1) After a typical night of drinking, I awake with a typical hang-over of the typical type than can be treated with typical aspirin and typical water. However, about 12 hours later, I begin to suffer from a fluttering, pounding heartbeat which lasts for 24-48 hours and of the type which is sufficiently unnerving to cause one to awake from one's sleep and to thereafter check that one's life insurance premiums are paid up. This does not seem right. Is there anything I can do during the first 12 hours to avoid the next 24-48?
2) I have encountered people who can burp on purpose. Can this be accomplished with farting?
10 comments:
RE: apparent heart attack, I am having my masseuse call Mary Kate Olsen every 10 minutes, just in case.
Whew. I guess it was ASHLEY Olsen I was calling.
By the by, ****This should not be construed, nor misconstrued for "MEDICAL" advice, here or anywhere that this can be read****the condition that you describe is something cheerfully referred to around Christmastime as 'holiday heart'. The mechanism is electrocardiac irritability, if you will, as the alcohol slowly wears off. Alcohol has a lubricating/soothing effect on electroconductivity, generally raising the threshold for neural activity in the brain (which explains much of your actions) and elsewhere in the body (which explains why you tend to stumble as you lope when you are listening to your pickled brain).

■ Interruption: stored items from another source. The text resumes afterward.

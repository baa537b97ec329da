//! hybridrag-core
//!
//! Shared vocabulary for the retrieval workspace: the error enum, document and
//! hit types, the collaborator traits every engine implements, figment-backed
//! configuration, and the plain-text chunker used by ingestion.

pub mod config;
pub mod data_processor;
pub mod error;
pub mod traits;
pub mod types;

pub use error::{Error, Result};
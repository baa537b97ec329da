use std::collections::BTreeSet;
use std::sync::RwLock;

use hybridrag_core::error::{Error, Result};
use hybridrag_core::traits::{DenseIndex, VectorIndexer};
use hybridrag_core::types::{Passage, SearchHit, SourceKind};
use hybridrag_embed::cosine_similarity;

/// Brute-force in-process collection. Same contract as [`crate::LanceStore`]
/// with exact cosine scoring.
#[derive(Default)]
pub struct MemoryStore {
	rows: RwLock<Vec<(Passage, Vec<f32>)>>,
}

impl MemoryStore {
	pub fn new() -> Self {
		Self::default()
	}

	pub fn len(&self) -> usize {
		self.rows.read().map(|r| r.len()).unwrap_or(0)
	}

	pub fn is_empty(&self) -> bool {
		self.len() == 0
	}
}

fn poisoned<T>(_: T) -> Error {
	Error::RetrievalUnavailable("memory store lock poisoned".to_string())
}

fn topic_matches(passage: &Passage, topic: Option<&str>) -> bool {
	topic.map_or(true, |t| passage.topic.as_deref() == Some(t))
}

impl DenseIndex for MemoryStore {
	fn search(&self, query_vec: &[f32], top_n: usize, topic: Option<&str>) -> Result<Vec<SearchHit>> {
		let rows = self.rows.read().map_err(poisoned)?;
		let mut hits: Vec<SearchHit> = rows
			.iter()
			.filter(|(p, _)| topic_matches(p, topic))
			.map(|(p, v)| SearchHit {
				id: p.id.clone(),
				text: p.text.clone(),
				topic: p.topic.clone(),
				score: cosine_similarity(query_vec, v),
				source: SourceKind::Vector,
			})
			.collect();
		hits.sort_by(|a, b| b.score.total_cmp(&a.score));
		hits.truncate(top_n);
		Ok(hits)
	}

	fn scroll(&self, limit: usize, topic: Option<&str>) -> Result<Vec<Passage>> {
		let rows = self.rows.read().map_err(poisoned)?;
		Ok(rows.iter().filter(|(p, _)| topic_matches(p, topic)).take(limit).map(|(p, _)| p.clone()).collect())
	}

	fn topics(&self) -> Result<Vec<String>> {
		let rows = self.rows.read().map_err(poisoned)?;
		let topics: BTreeSet<String> = rows.iter().filter_map(|(p, _)| p.topic.clone()).collect();
		Ok(topics.into_iter().collect())
	}
}

impl VectorIndexer for MemoryStore {
	fn index(&self, passages: &[Passage], embeddings: &[Vec<f32>]) -> Result<()> {
		if passages.len() != embeddings.len() {
			return Err(Error::InvalidRequest(format!("{} passages but {} embeddings", passages.len(), embeddings.len())));
		}
		let mut rows = self.rows.write().map_err(poisoned)?;
		rows.retain(|(p, _)| !passages.iter().any(|n| n.id == p.id));
		rows.extend(passages.iter().cloned().zip(embeddings.iter().cloned()));
		Ok(())
	}
}
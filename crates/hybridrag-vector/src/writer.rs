use arrow_array::{FixedSizeListArray, RecordBatch, RecordBatchIterator, StringArray};
use std::sync::Arc;

use hybridrag_core::error::{Error, Result};
use hybridrag_core::traits::VectorIndexer;
use hybridrag_core::types::Passage;

use crate::schema::build_arrow_schema;
use crate::store::{unavailable, LanceStore};
use crate::table::id_filter;

const BATCH_SIZE: usize = 1000;

impl LanceStore {
	async fn insert_batch(&self, passages: &[Passage], embeddings: &[Vec<f32>]) -> lancedb::Result<()> {
		let record_batch = passages_to_record_batch(passages, embeddings, self.dim)?;
		let schema = record_batch.schema();
		let reader = Box::new(RecordBatchIterator::new(vec![Ok(record_batch)].into_iter(), schema));
		if self.db.table_names().execute().await?.contains(&self.table_name) {
			let table = self.db.open_table(&self.table_name).execute().await?;
			// re-ingesting a document replaces its rows
			table.delete(&id_filter(passages.iter().map(|p| p.id.as_str()))).await?;
			table.add(reader).execute().await?;
		} else {
			self.db.create_table(&self.table_name, reader).execute().await?;
		}
		Ok(())
	}
}

impl VectorIndexer for LanceStore {
	fn index(&self, passages: &[Passage], embeddings: &[Vec<f32>]) -> Result<()> {
		if passages.len() != embeddings.len() {
			return Err(Error::InvalidRequest(format!("{} passages but {} embeddings", passages.len(), embeddings.len())));
		}
		if let Some(bad) = embeddings.iter().find(|e| e.len() != self.dim) {
			return Err(Error::InvalidRequest(format!("embedding has {} dimensions, collection expects {}", bad.len(), self.dim)));
		}
		if passages.is_empty() {
			return Ok(());
		}
		for (chunk, vecs) in passages.chunks(BATCH_SIZE).zip(embeddings.chunks(BATCH_SIZE)) {
			self.block_on(self.insert_batch(chunk, vecs)).map_err(unavailable)?;
			tracing::debug!(rows = chunk.len(), table = %self.table_name, "inserted batch");
		}
		tracing::info!(rows = passages.len(), table = %self.table_name, "indexed passages");
		Ok(())
	}
}

fn passages_to_record_batch(passages: &[Passage], embeddings: &[Vec<f32>], dim: usize) -> lancedb::Result<RecordBatch> {
	let ids: Vec<String> = passages.iter().map(|p| p.id.clone()).collect();
	let texts: Vec<String> = passages.iter().map(|p| p.text.clone()).collect();
	let topics: Vec<Option<String>> = passages.iter().map(|p| p.topic.clone()).collect();
	let vectors = embeddings.iter().map(|v| Some(v.iter().map(|&x| Some(x)).collect::<Vec<_>>()));
	let record_batch = RecordBatch::try_new(
		build_arrow_schema(dim),
		vec![
			Arc::new(StringArray::from(ids)),
			Arc::new(StringArray::from(texts)),
			Arc::new(StringArray::from(topics)),
			Arc::new(FixedSizeListArray::from_iter_primitive::<arrow_array::types::Float32Type, _, _>(vectors, dim as i32)),
		],
	)?;
	Ok(record_batch)
}
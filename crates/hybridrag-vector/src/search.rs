use arrow_array::{Array, Float32Array, RecordBatch, StringArray};
use futures::TryStreamExt;
use lancedb::query::{ExecutableQuery, QueryBase};
use lancedb::DistanceType;
use std::collections::BTreeSet;

use hybridrag_core::error::{Error, Result};
use hybridrag_core::traits::DenseIndex;
use hybridrag_core::types::{Passage, SearchHit, SourceKind};

use crate::store::{unavailable, LanceStore};
use crate::table::topic_filter;

impl LanceStore {
	async fn search_batches(&self, query_vec: &[f32], top_n: usize, topic: Option<&str>) -> lancedb::Result<Vec<RecordBatch>> {
		let table = self.db.open_table(&self.table_name).execute().await?;
		if top_n == 0 {
			return Ok(vec![]);
		}
		let mut query = table.vector_search(query_vec.to_vec())?.distance_type(DistanceType::Cosine).limit(top_n);
		if let Some(topic) = topic {
			query = query.only_if(topic_filter(topic));
		}
		query.execute().await?.try_collect().await
	}

	async fn scan_batches(&self, limit: Option<usize>, topic: Option<&str>) -> lancedb::Result<Vec<RecordBatch>> {
		let table = self.db.open_table(&self.table_name).execute().await?;
		// Plain queries carry a default row cap, so a full scan asks for every row.
		let limit = match limit {
			Some(limit) => limit,
			None => table.count_rows(None).await?,
		};
		if limit == 0 {
			return Ok(vec![]);
		}
		let mut query = table.query().limit(limit);
		if let Some(topic) = topic {
			query = query.only_if(topic_filter(topic));
		}
		query.execute().await?.try_collect().await
	}
}

impl DenseIndex for LanceStore {
	fn search(&self, query_vec: &[f32], top_n: usize, topic: Option<&str>) -> Result<Vec<SearchHit>> {
		if query_vec.len() != self.dim {
			return Err(Error::InvalidRequest(format!("query vector has {} dimensions, collection expects {}", query_vec.len(), self.dim)));
		}
		let batches = self.block_on(self.search_batches(query_vec, top_n, topic)).map_err(unavailable)?;
		let mut hits = Vec::new();
		for batch in &batches {
			let distances = batch
				.column_by_name("_distance")
				.and_then(|c| c.as_any().downcast_ref::<Float32Array>())
				.ok_or_else(|| unavailable("search result has no _distance column"))?;
			for (i, passage) in passages_in(batch)?.into_iter().enumerate() {
				hits.push(SearchHit {
					id: passage.id,
					text: passage.text,
					topic: passage.topic,
					score: 1.0 - distances.value(i),
					source: SourceKind::Vector,
				});
			}
		}
		tracing::debug!(hits = hits.len(), top_n, ?topic, "dense search");
		Ok(hits)
	}

	fn scroll(&self, limit: usize, topic: Option<&str>) -> Result<Vec<Passage>> {
		if limit == 0 {
			return Ok(vec![]);
		}
		let batches = self.block_on(self.scan_batches(Some(limit), topic)).map_err(unavailable)?;
		let mut passages = Vec::new();
		for batch in &batches {
			passages.extend(passages_in(batch)?);
		}
		passages.truncate(limit);
		Ok(passages)
	}

	fn topics(&self) -> Result<Vec<String>> {
		let batches = self.block_on(self.scan_batches(None, None)).map_err(unavailable)?;
		let mut topics = BTreeSet::new();
		for batch in &batches {
			topics.extend(passages_in(batch)?.into_iter().filter_map(|p| p.topic));
		}
		Ok(topics.into_iter().collect())
	}
}

fn string_column<'a>(batch: &'a RecordBatch, name: &str) -> Result<&'a StringArray> {
	batch
		.column_by_name(name)
		.and_then(|c| c.as_any().downcast_ref::<StringArray>())
		.ok_or_else(|| unavailable(format!("{name} column missing")))
}

fn passages_in(batch: &RecordBatch) -> Result<Vec<Passage>> {
	let ids = string_column(batch, "id")?;
	let texts = string_column(batch, "text")?;
	let topics = string_column(batch, "topic")?;
	Ok((0..batch.num_rows())
		.map(|i| Passage {
			id: ids.value(i).to_string(),
			text: texts.value(i).to_string(),
			topic: (!topics.is_null(i)).then(|| topics.value(i).to_string()),
		})
		.collect())
}
//! Typed configuration and path helpers.
//!
//! Uses Figment to merge built-in defaults + `config.toml` + `config.<env>.toml`
//! + `APP_*` env vars (`__` separates nesting, e.g. `APP_RETRIEVAL__ALPHA`).

use figment::{
    providers::{Env, Format, Serialized, Toml},
    Figment,
};
use serde::{Deserialize, Serialize};
use std::env;
use std::path::{Path, PathBuf};

use crate::error::{Error, Result};
use crate::types::LexicalScope;

#[derive(Debug, Clone, Default, PartialEq, Serialize, Deserialize)]
#[serde(default)]
pub struct AppConfig {
    pub store: StoreConfig,
    pub embedding: EmbeddingConfig,
    pub retrieval: RetrievalConfig,
    pub refinement: RefinementConfig,
    pub memory: MemoryConfig,
    pub llm: LlmConfig,
}

#[derive(Debug, Clone, PartialEq, Serialize, Deserialize)]
#[serde(default)]
pub struct StoreConfig {
    pub uri: String,
    pub table: String,
    /// Upper bound on passages pulled per corpus snapshot.
    pub scroll_limit: usize,
}

impl Default for StoreConfig {
    fn default() -> Self {
        Self { uri: "./data/lancedb".to_string(), table: "documents".to_string(), scroll_limit: 10_000 }
    }
}

impl StoreConfig {
    pub fn path(&self) -> PathBuf {
        expand_path(&self.uri)
    }
}

#[derive(Debug, Clone, PartialEq, Serialize, Deserialize)]
#[serde(default)]
pub struct EmbeddingConfig {
    pub model_dir: Option<String>,
    pub dimension: usize,
    pub max_len: usize,
    /// Use the deterministic hash embedder instead of loading model weights.
    pub fake: bool,
}

impl Default for EmbeddingConfig {
    fn default() -> Self {
        Self { model_dir: None, dimension: 1024, max_len: 512, fake: false }
    }
}

#[derive(Debug, Clone, PartialEq, Serialize, Deserialize)]
#[serde(default)]
pub struct RetrievalConfig {
    pub top_k: usize,
    /// Weight of the dense signal; the lexical signal gets `1 - alpha`.
    pub alpha: f32,
    /// Dense candidates requested per result slot.
    pub oversample: usize,
    pub lexical_scope: LexicalScope,
}

impl Default for RetrievalConfig {
    fn default() -> Self {
        Self { top_k: 5, alpha: 0.5, oversample: 4, lexical_scope: LexicalScope::Corpus }
    }
}

#[derive(Debug, Clone, PartialEq, Serialize, Deserialize)]
#[serde(default)]
pub struct RefinementConfig {
    pub max_iterations: usize,
}

impl Default for RefinementConfig {
    fn default() -> Self {
        Self { max_iterations: 3 }
    }
}

#[derive(Debug, Clone, PartialEq, Serialize, Deserialize)]
#[serde(default)]
pub struct MemoryConfig {
    pub capacity: usize,
}

impl Default for MemoryConfig {
    fn default() -> Self {
        Self { capacity: 8 }
    }
}

#[derive(Debug, Clone, PartialEq, Serialize, Deserialize)]
#[serde(default)]
pub struct LlmConfig {
    pub api_base: String,
    pub path: String,
    pub model: String,
    pub api_key: Option<String>,
    pub temperature: f32,
    pub timeout_ms: u64,
}

impl Default for LlmConfig {
    fn default() -> Self {
        Self {
            api_base: "https://api.openai.com/v1".to_string(),
            path: "/chat/completions".to_string(),
            model: "gpt-4o-mini".to_string(),
            api_key: None,
            temperature: 0.0,
            timeout_ms: 60_000,
        }
    }
}

impl LlmConfig {
    /// `llm.api_key` when set, otherwise `OPENAI_API_KEY`.
    pub fn resolved_api_key(&self) -> Option<String> {
        self.api_key.clone().filter(|k| !k.is_empty()).or_else(|| env::var("OPENAI_API_KEY").ok())
    }
}

impl AppConfig {
    pub fn load() -> Result<Self> {
        Self::load_from(Path::new("config.toml"))
    }

    /// Loads `path` plus its environment overlay (`config.dev.toml` next to
    /// `config.toml` when `RUST_ENV=dev`). Missing files are skipped.
    pub fn load_from(path: &Path) -> Result<Self> {
        let env_name = env::var("RUST_ENV").unwrap_or_else(|_| "dev".to_string());

        let mut figment = Figment::from(Serialized::defaults(AppConfig::default())).merge(Toml::file(path));
        if let Some(overlay) = env_overlay(path, &env_name) {
            figment = figment.merge(Toml::file(overlay));
        }
        figment = figment.merge(Env::prefixed("APP_").split("__"));

        let config: AppConfig = figment.extract().map_err(|e| Error::InvalidConfig(e.to_string()))?;
        config.validate()?;
        tracing::debug!(env = %env_name, path = %path.display(), "configuration loaded");
        Ok(config)
    }

    pub fn validate(&self) -> Result<()> {
        let alpha = self.retrieval.alpha;
        if !alpha.is_finite() || !(0.0..=1.0).contains(&alpha) {
            return Err(Error::InvalidConfig(format!("retrieval.alpha must be within [0, 1], got {alpha}")));
        }
        if self.retrieval.oversample == 0 {
            return Err(Error::InvalidConfig("retrieval.oversample must be at least 1".to_string()));
        }
        if self.refinement.max_iterations == 0 {
            return Err(Error::InvalidConfig("refinement.max_iterations must be at least 1".to_string()));
        }
        if self.store.scroll_limit == 0 {
            return Err(Error::InvalidConfig("store.scroll_limit must be at least 1".to_string()));
        }
        if self.store.table.trim().is_empty() {
            return Err(Error::InvalidConfig("store.table must not be empty".to_string()));
        }
        if self.embedding.dimension == 0 {
            return Err(Error::InvalidConfig("embedding.dimension must be at least 1".to_string()));
        }
        Ok(())
    }
}

fn env_overlay(path: &Path, env_name: &str) -> Option<PathBuf> {
    let suffix = match env_name {
        "dev" | "development" => "dev",
        "prod" | "production" => "prod",
        "test" | "testing" => "test",
        _ => return None,
    };
    let stem = path.file_stem()?.to_string_lossy();
    Some(path.with_file_name(format!("{stem}.{suffix}.toml")))
}

/// Expand a user-provided path string:
/// - Expands leading '~' to the user's home directory
/// - Expands ${VAR} and $VAR environment variables
/// - Returns a PathBuf without attempting to canonicalize
pub fn expand_path<S: AsRef<str>>(input: S) -> PathBuf {
    let s = input.as_ref();
    let expanded_env = shellexpand::env(s).unwrap_or(std::borrow::Cow::Borrowed(s));
    let expanded = shellexpand::tilde(&expanded_env);
    PathBuf::from(expanded.as_ref())
}

#[cfg(test)]
mod tests {
    use super::*;

    #[test]
    fn overlay_sits_next_to_base_file() {
        let overlay = env_overlay(Path::new("/etc/app/config.toml"), "production");
        assert_eq!(overlay, Some(PathBuf::from("/etc/app/config.prod.toml")));
        assert_eq!(env_overlay(Path::new("config.toml"), "staging"), None);
    }

    #[test]
    fn rejects_alpha_outside_unit_interval() {
        let mut config = AppConfig::default();
        config.retrieval.alpha = 1.5;
        assert!(matches!(config.validate(), Err(Error::InvalidConfig(_))));
        config.retrieval.alpha = f32::NAN;
        assert!(matches!(config.validate(), Err(Error::InvalidConfig(_))));
    }

    #[test]
    fn rejects_zero_iterations() {
        let mut config = AppConfig::default();
        config.refinement.max_iterations = 0;
        assert!(config.validate().is_err());
    }
}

Once you stop drinking, something I would NEVER recommend in your case, the surface of your neurons and other electrical cabling, such as that in the conduction system of your heart, becomes hyperexcitable and tends to ejaculate prematurely and often. That results in various types of dysrhythmias, most often atrial fibrillation or atrial flutter. Fortunately for the likes of you, it tends to go away after a while, and usually doesn't effect the real pumps of the heart, the ventricles. But sometimes it can, so you may want to keep Mary Kate's phone number on your cell's speed-dial.
The reason it's called 'holiday heart' is that it is seen most often around Christmas/Thanksgiving, when people hang out and drink a little more than they otherwise might.
The medical community should consider redesignating the condition, in your condition, to:
"OneEar's Ticking Timebomb, No Matter What the Occasion or Time of The Year. And One For the Lady"
The answer to #2, by the btw, is a resounding "yes"
I see. I need to invent some sort of heart de-lubricant. This doesn't sound very difficult. I will begin experimenting immediately.
By the BTW, all of your German gibberish a few posts back reminded me of some research I did about the way that Adolph Hitler tied his shoes - in little Nazis.
Hi OneEar,
The Führer making little Nazi’s with his shoelaces is lustig!
If you discover how to flatulate on command, please pass the technique along to your faithful First Unichurck flock. I’ve always wanted to be able to expel intestinal gas at inopportune moments…SBD’s anyone??
I believe it was Bunderkraut, not Hitler, who rendered his laces in little Nazis. For your FYI.
I want to know why there is no link to my blog? http://yanksgalsdiatribes.blogspot.com Just because I am not a member of the church does not mean I have no value as a human...
Kay
New members are always welcome. I think OneEar is trying to reach some critical mass of sorts, anyway. It's nice to see your writing again, Kay.
Well hello Kay; Ask and ye shall receive.